GFZ German research centre for geo sciences

Monitoring Etna with a glass fibre cable

A team of volcanologists monitors Etna with fiber optic cables.

A team of volcanologists from Istituto Nazionale di Geofisica e Vulcanologia (INGV) Catania and the GFZ has installed a 1.5 km long glass fibre cable at the Italian volcano Etna. The deployment area is at 2.800 m elevation, ca. 550 m under the summit of the largest European volcano.

"The objective of our experiment is to test fibre optic technologies as a complementary and alternative tool for monitoring Etna volcanic activity" says Philippe Jousset from GFZ German Research Centre for Geosciences. The fibre cable is interrogated by a DAS Silixa Ltd instrument (Distributed Acoustic Sensors), installed at the Pizzi Deneri Observatory close to the summit of Etna. The experiment started 1st of July 2019 and will last until Mid-September 2019, thus enabling a continuous recording of Etna’s volcanic activity. „This is to our knowledge the first project using cutting edge fibre optic technology on an active volcano with an unprecedented spatial resolution“ says Jousset.

The technique allows to detect, locate and quantify strain generated by geophysical processes along the cable, allowing the discovery of unknown subsurface structural features and their dynamic processes and to monitor seismic and volcanic activity at high spatial (2 m) and temporal resolution (1000 Hz).

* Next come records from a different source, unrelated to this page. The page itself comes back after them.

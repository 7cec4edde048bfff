//! Errors raised while building core values from external data.

use thiserror::Error;

/// Errors for invalid image or scale inputs.
#[derive(Debug, Error)]
pub enum CoreError {
    #[error("image buffer holds {len} pixels, expected {width}x{height}")]
    ImageSize {
        width: usize,
        height: usize,
        len: usize,
    },

    #[error("invalid scale: {0}")]
    InvalidScale(String),
}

To validate DAS measurements, 30 broadband seismometers and 3 infrasound arrays from the Geophysical Instrument Pool Potsdam (GIPP) were deployed.

Original study: Jousset, P., Reinsch, T., Ryberg, T., Blanck, H., Clarke, A., Aghayev, R., Hersir, G. P., Henninges, J., Weber, M., Krawczyk, C. (2018): Dynamic strain determination using fibre-optic cables allows imaging of seismological and structural features. Nature Communications, 9, 2509. DOI: doi.org/10.1038/s41467-018-04860-y.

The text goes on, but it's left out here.